All but the wealthiest are now members of the “Global South.” And, more and more people realize this. People from all over the world recognize that we must stand together in solidarity to challenge the tiny minority that dominates us. The revolts in Turkey, Brazil, Europe, the Middle East and Asia — as well as in the United States — are all connected.
These struggles share common messages that people are more important than profit, that human rights must be respected and that we want to live in peace with dignity. We see that capitalism is failing and that the people must take control to create the kind of world in which we want to live. The Afghan Peace Volunteers said this clearly in their recent open letter: “accomplishing these actions hinges on us, on climate change citizens, Arab Spring citizens, Occupy citizens and the ‘awakening’ citizens of every country to free ourselves from the unequal dominance of corporate governments with their laws and weapons of self-interest.”
And it’s happening. People from around the world are working in solidarity and protesting on behalf of others.
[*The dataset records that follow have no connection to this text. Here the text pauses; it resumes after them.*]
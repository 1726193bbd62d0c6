//! In-memory implementation of the link repository.

use async_trait::async_trait;
use serde_json::json;
use std::collections::HashSet;
use tokio::sync::RwLock;

use crate::domain::entities::{ClickEvent, UrlRecord};
use crate::domain::repositories::LinkRepository;
use crate::error::AppError;

/// Process-local URL registry.
///
/// Records live in an insertion-ordered `Vec` behind a single `RwLock`; every
/// operation takes the lock once and finishes before releasing it. Nothing is
/// persisted, so the registry starts empty on every launch.
#[derive(Debug, Default)]
pub struct InMemoryLinkRepository {
    records: RwLock<Vec<UrlRecord>>,
}

impl InMemoryLinkRepository {
    /// Creates an empty registry.
    pub fn new() -> Self {
        Self::default()
    }
}

#[async_trait]
impl LinkRepository for InMemoryLinkRepository {
    async fn add_many(&self, records: Vec<UrlRecord>) -> Result<(), AppError> {
        let mut stored = self.records.write().await;

        let mut incoming = HashSet::with_capacity(records.len());
        for record in &records {
            let code = record.short_code.as_str();
            let taken = stored.iter().any(|r| r.short_code.as_str() == code);

            if taken || !incoming.insert(code) {
                return Err(AppError::conflict(
                    "Short code already exists",
                    json!({ "code": code }),
                ));
            }
        }

        stored.extend(records);
        Ok(())
    }

    async fn find_by_code(&self, code: &str) -> Result<Option<UrlRecord>, AppError> {
        let stored = self.records.read().await;

        Ok(stored
            .iter()
            .find(|r| r.short_code.as_str() == code)
            .cloned())
    }

    async fn record_click(&self, id: &str, click: ClickEvent) -> Result<bool, AppError> {
        let mut stored = self.records.write().await;

        match stored.iter_mut().find(|r| r.id == id) {
            Some(record) => {
                record.clicks.push(click);
                Ok(true)
            }
            None => Ok(false),
        }
    }

    async fn remove(&self, id: &str) -> Result<bool, AppError> {
        let mut stored = self.records.write().await;

        let before = stored.len();
        stored.retain(|r| r.id != id);

        Ok(stored.len() != before)
    }

    async fn list(&self) -> Result<Vec<UrlRecord>, AppError> {
        Ok(self.records.read().await.clone())
    }

    async fn count(&self) -> Result<usize, AppError> {
        Ok(self.records.read().await.len())
    }
}

#[cfg(test)]
mod tests {
    use super::*;
    use crate::domain::entities::ShortCode;
    use chrono::{Duration, Utc};

    fn record(code: &str) -> UrlRecord {
        let now = Utc::now();
        UrlRecord::new(
            ShortCode::parse(code).unwrap(),
            format!("https://example.com/{code}"),
            now,
            now + Duration::minutes(30),
        )
    }

    #[tokio::test]
    async fn test_add_many_rejects_intra_batch_duplicate() {
        let repo = InMemoryLinkRepository::new();

        let result = repo.add_many(vec![record("dup"), record("dup")]).await;

        assert!(matches!(result, Err(AppError::Conflict { .. })));
        assert_eq!(repo.count().await.unwrap(), 0);
    }

    #[tokio::test]
    async fn test_add_many_is_all_or_nothing() {
        let repo = InMemoryLinkRepository::new();
        repo.add_many(vec![record("taken")]).await.unwrap();

        let result = repo.add_many(vec![record("fresh"), record("taken")]).await;

        assert!(result.is_err());
        assert_eq!(repo.count().await.unwrap(), 1);
        assert!(repo.find_by_code("fresh").await.unwrap().is_none());
    }

    #[tokio::test]
    async fn test_list_preserves_insertion_order() {
        let repo = InMemoryLinkRepository::new();
        repo.add_many(vec![record("c1"), record("c2")]).await.unwrap();
        repo.add_many(vec![record("c0")]).await.unwrap();

        let codes: Vec<String> = repo
            .list()
            .await
            .unwrap()
            .into_iter()
            .map(|r| r.id)
            .collect();

        assert_eq!(codes, vec!["c1", "c2", "c0"]);
    }

    #[tokio::test]
    async fn test_find_by_code_is_case_sensitive() {
        let repo = InMemoryLinkRepository::new();
        repo.add_many(vec![record("AbC")]).await.unwrap();

        assert!(repo.find_by_code("AbC").await.unwrap().is_some());
        assert!(repo.find_by_code("abc").await.unwrap().is_none());
    }
}
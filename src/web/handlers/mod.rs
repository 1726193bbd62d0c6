//! HTML template rendering handlers.

mod not_found;

pub use not_found::{NotFoundTemplate, not_found_handler};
Across the US, people are taking action to stop the drone warfare that kills innocent Afghans, Pakistanis and others. In Maine, they are taking a legislative approach along with protest and in Iowa, people are walking 195 miles to the Capital, Des Moines.
The campaign to close Guantanamo stretches from the living rooms of US veterans to the Washington, DC to Yemen. Three veterans, Elliott Adams, Diane Wilson and Tarak Kauff are on a solidarity hunger strike with the prisoners. They are coming to Washington, DC next week to protest and invite you to join them. Codepink recently traveled to Yemen to learn from the families of the prisoners about the impact of Guantanamo on their families.
People in Hong Kong marched in support of Edward Snowden and to oppose his extradition. Japanese railroad workers in Tokyo protested a lockout in Oregon, nearly 5,000 miles away, of American dockworkers who load grain ships headed for Asia.
Before the G8 Leaders met this week in the UK, protesters held a Carnival Against Capitalism. Last year, we protested the G8 in the US with an Occupy G8 Peoples Summit. President Obama traveled to Germany after the G8. His visit was preceded by a large march that looked like it could have taken place in the US. Protest signs had messages around issues of mass incarceration, Guantanamo, Bradley Manning and illegal spying with a play on Obama’s campaign message, “ Yes We Scan!”
In fact, thanks to the courage and sacrifice of Edward Snowden, we are learning more about the extent of spying by the National Security State and that we are subjected to it, in the US and around the world. Author, Nafeez Ahmed writes that this is part of preparation by the government for a citizen’s revolt in case of a climate and energy crisis as well as economic collapse. This includes new powers claimed by the DoD to use the military “to engage temporarily in activities that are necessary to quell large-scale, unexpected civil disturbances.”